## What you have to do
Exact output of all the records is required.

## Exercise material

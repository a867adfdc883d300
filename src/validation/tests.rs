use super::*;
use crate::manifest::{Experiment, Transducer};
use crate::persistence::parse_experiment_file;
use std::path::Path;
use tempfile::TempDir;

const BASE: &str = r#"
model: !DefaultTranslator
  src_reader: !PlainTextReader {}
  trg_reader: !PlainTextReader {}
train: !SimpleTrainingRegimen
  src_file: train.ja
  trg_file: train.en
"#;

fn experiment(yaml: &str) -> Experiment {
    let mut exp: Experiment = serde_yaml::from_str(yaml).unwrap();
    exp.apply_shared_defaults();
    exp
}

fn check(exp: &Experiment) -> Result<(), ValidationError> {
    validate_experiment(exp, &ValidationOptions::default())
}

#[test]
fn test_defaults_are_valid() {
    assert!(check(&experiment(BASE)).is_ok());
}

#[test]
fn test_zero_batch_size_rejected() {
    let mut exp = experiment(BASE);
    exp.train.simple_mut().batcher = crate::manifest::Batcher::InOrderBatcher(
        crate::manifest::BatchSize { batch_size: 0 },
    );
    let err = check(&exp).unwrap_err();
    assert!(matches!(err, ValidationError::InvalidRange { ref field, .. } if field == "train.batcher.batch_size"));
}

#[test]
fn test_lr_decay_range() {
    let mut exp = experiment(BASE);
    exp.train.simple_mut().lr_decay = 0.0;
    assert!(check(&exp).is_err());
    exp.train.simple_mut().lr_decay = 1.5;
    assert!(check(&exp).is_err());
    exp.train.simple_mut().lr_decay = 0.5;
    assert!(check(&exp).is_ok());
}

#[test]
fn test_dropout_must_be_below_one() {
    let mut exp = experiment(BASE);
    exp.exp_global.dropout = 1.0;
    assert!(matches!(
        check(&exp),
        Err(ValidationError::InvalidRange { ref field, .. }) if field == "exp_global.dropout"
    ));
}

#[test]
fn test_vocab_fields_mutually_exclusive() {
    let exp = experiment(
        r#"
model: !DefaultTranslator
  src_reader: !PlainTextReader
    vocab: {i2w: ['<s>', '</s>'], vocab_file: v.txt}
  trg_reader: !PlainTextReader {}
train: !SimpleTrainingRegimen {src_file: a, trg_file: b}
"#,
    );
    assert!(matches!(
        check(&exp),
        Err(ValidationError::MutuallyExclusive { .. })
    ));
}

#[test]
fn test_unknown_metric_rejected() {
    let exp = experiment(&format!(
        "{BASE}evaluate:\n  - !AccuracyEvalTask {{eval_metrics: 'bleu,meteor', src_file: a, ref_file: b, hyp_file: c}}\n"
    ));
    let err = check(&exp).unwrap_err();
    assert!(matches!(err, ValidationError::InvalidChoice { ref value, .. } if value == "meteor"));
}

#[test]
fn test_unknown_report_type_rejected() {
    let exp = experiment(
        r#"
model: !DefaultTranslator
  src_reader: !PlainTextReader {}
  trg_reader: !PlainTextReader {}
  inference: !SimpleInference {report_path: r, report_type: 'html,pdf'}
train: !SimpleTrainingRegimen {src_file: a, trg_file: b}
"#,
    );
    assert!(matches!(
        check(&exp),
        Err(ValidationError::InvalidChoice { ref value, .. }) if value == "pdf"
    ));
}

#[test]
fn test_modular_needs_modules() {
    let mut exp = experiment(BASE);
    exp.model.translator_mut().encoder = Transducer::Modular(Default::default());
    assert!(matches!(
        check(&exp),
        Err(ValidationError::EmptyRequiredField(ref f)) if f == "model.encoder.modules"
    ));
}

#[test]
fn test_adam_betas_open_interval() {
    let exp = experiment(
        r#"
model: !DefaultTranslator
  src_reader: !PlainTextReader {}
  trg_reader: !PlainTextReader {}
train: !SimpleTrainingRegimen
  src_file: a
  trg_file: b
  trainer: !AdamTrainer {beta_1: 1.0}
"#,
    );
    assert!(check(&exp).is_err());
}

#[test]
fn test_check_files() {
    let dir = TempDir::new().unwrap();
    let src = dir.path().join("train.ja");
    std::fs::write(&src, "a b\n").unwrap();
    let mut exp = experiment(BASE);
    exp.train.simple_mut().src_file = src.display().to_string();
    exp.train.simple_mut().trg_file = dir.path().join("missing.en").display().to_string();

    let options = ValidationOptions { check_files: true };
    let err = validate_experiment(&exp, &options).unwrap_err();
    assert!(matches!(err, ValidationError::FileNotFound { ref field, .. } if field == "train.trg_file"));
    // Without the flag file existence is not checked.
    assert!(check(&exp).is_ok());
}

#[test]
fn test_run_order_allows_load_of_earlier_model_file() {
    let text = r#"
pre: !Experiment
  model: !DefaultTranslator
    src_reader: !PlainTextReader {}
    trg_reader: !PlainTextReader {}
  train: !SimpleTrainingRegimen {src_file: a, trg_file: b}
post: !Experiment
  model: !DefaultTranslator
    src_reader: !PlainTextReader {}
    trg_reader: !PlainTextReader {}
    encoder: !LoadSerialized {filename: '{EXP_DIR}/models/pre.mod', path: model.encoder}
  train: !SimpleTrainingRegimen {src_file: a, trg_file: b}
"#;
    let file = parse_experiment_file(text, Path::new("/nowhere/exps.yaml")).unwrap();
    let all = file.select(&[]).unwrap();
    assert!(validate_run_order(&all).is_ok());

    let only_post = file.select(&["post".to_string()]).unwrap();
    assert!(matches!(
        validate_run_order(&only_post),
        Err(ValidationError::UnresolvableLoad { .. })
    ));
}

## Result of the exercise
repository a867adfdc883d300
filename src/validation/tests.rs
use super::*;
use crate::manifest::{Experiment, Transducer};
use crate::persistence::parse_experiment_file;
use std::path::Path;
use tempfile::TempDir;

const BASE: &str = r#"
model: !DefaultTranslator
  src_reader: !PlainTextReader {}
  trg_reader: !PlainTextReader {}
train: !SimpleTrainingRegimen
  src_file: train.ja
  trg_file: train.en
"#;

fn experiment(yaml: &str) -> Experiment {
    let mut exp: Experiment = serde_yaml::from_str(yaml).unwrap();
    exp.apply_shared_defaults();
    exp
}

fn check(exp: &Experiment) -> Result<(), ValidationError> {
    validate_experiment(exp, &ValidationOptions::default())
}

#[test]
fn test_defaults_are_valid() {
    assert!(check(&experiment(BASE)).is_ok());
}

#[test]
fn test_zero_batch_size_rejected() {
    let mut exp = experiment(BASE);
    exp.train.simple_mut().batcher = crate::manifest::Batcher::InOrderBatcher(
        crate::manifest::BatchSize { batch_size: 0 },
    );
    let err = check(&exp).unwrap_err();
    assert!(matches!(err, ValidationError::InvalidRange { ref field, .. } if field == "train.batcher.batch_size"));
}

#[test]
fn test_lr_decay_range() {
    let mut exp = experiment(BASE);
    exp.train.simple_mut().lr_decay = 0.0;
    assert!(check(&exp).is_err());
    exp.train.simple_mut().lr_decay = 1.5;
    assert!(check(&exp).is_err());
    exp.train.simple_mut().lr_decay = 0.5;
    assert!(check(&exp).is_ok());
}

#[test]
fn test_dropout_must_be_below_one() {
    let mut exp = experiment(BASE);
    exp.exp_global.dropout = 1.0;
    assert!(matches!(
        check(&exp),
        Err(ValidationError::InvalidRange { ref field, .. }) if field == "exp_global.dropout"
    ));
}

#[test]
fn test_vocab_fields_mutually_exclusive() {
    let exp = experiment(
        r#"
model: !DefaultTranslator
  src_reader: !PlainTextReader
    vocab: {i2w: ['<s>', '</s>'], vocab_file: v.txt}
  trg_reader: !PlainTextReader {}
train: !SimpleTrainingRegimen {src_file: a, trg_file: b}
"#,
    );
    assert!(matches!(
        check(&exp),
        Err(ValidationError::MutuallyExclusive { .. })
    ));
}

#[test]
fn test_unknown_metric_rejected() {
    let exp = experiment(&format!(
        "{BASE}evaluate:\n  - !AccuracyEvalTask {{eval_metrics: 'bleu,meteor', src_file: a, ref_file: b, hyp_file: c}}\n"
    ));
    let err = check(&exp).unwrap_err();
    assert!(matches!(err, ValidationError::InvalidChoice { ref value, .. } if value == "meteor"));
}

#[test]
fn test_unknown_report_type_rejected() {
    let exp = experiment(
        r#"
model: !DefaultTranslator
  src_reader: !PlainTextReader {}
  trg_reader: !PlainTextReader {}
  inference: !SimpleInference {report_path: r, report_type: 'html,pdf'}
train: !SimpleTrainingRegimen {src_file: a, trg_file: b}
"#,
    );
    assert!(matches!(
        check(&exp),
        Err(ValidationError::InvalidChoice { ref value, .. }) if value == "pdf"
    ));
}

#[test]
fn test_modular_needs_modules() {
    let mut exp = experiment(BASE);
    exp.model.translator_mut().encoder = Transducer::Modular(Default::default());
    assert!(matches!(
        check(&exp),
        Err(ValidationError::EmptyRequiredField(ref f)) if f == "model.encoder.modules"
    ));
}

#[test]
fn test_adam_betas_open_interval() {
    let exp = experiment(
        r#"
model: !DefaultTranslator
  src_reader: !PlainTextReader {}
  trg_reader: !PlainTextReader {}
train: !SimpleTrainingRegimen
  src_file: a
  trg_file: b
  trainer: !AdamTrainer {beta_1: 1.0}
"#,
    );
    assert!(check(&exp).is_err());
}

#[test]
fn test_check_files() {
    let dir = TempDir::new().unwrap();
    let src = dir.path().join("train.ja");
    std::fs::write(&src, "a b\n").unwrap();
    let mut exp = experiment(BASE);
    exp.train.simple_mut().src_file = src.display().to_string();
    exp.train.simple_mut().trg_file = dir.path().join("missing.en").display().to_string();

    let options = ValidationOptions { check_files: true };
    let err = validate_experiment(&exp, &options).unwrap_err();
    assert!(matches!(err, ValidationError::FileNotFound { ref field, .. } if field == "train.trg_file"));
    // Without the flag file existence is not checked.
    assert!(check(&exp).is_ok());
}

#[test]
fn test_run_order_allows_load_of_earlier_model_file() {
    let text = r#"
pre: !Experiment
  model: !DefaultTranslator
    src_reader: !PlainTextReader {}
    trg_reader: !PlainTextReader {}
  train: !SimpleTrainingRegimen {src_file: a, trg_file: b}
post: !Experiment
  model: !DefaultTranslator
    src_reader: !PlainTextReader {}
    trg_reader: !PlainTextReader {}
    encoder: !LoadSerialized {filename: '{EXP_DIR}/models/pre.mod', path: model.encoder}
  train: !SimpleTrainingRegimen {src_file: a, trg_file: b}
"#;
    let file = parse_experiment_file(text, Path::new("/nowhere/exps.yaml")).unwrap();
    let all = file.select(&[]).unwrap();
    assert!(validate_run_order(&all).is_ok());

    let only_post = file.select(&["post".to_string()]).unwrap();
    assert!(matches!(
        validate_run_order(&only_post),
        Err(ValidationError::UnresolvableLoad { .. })
    ));
}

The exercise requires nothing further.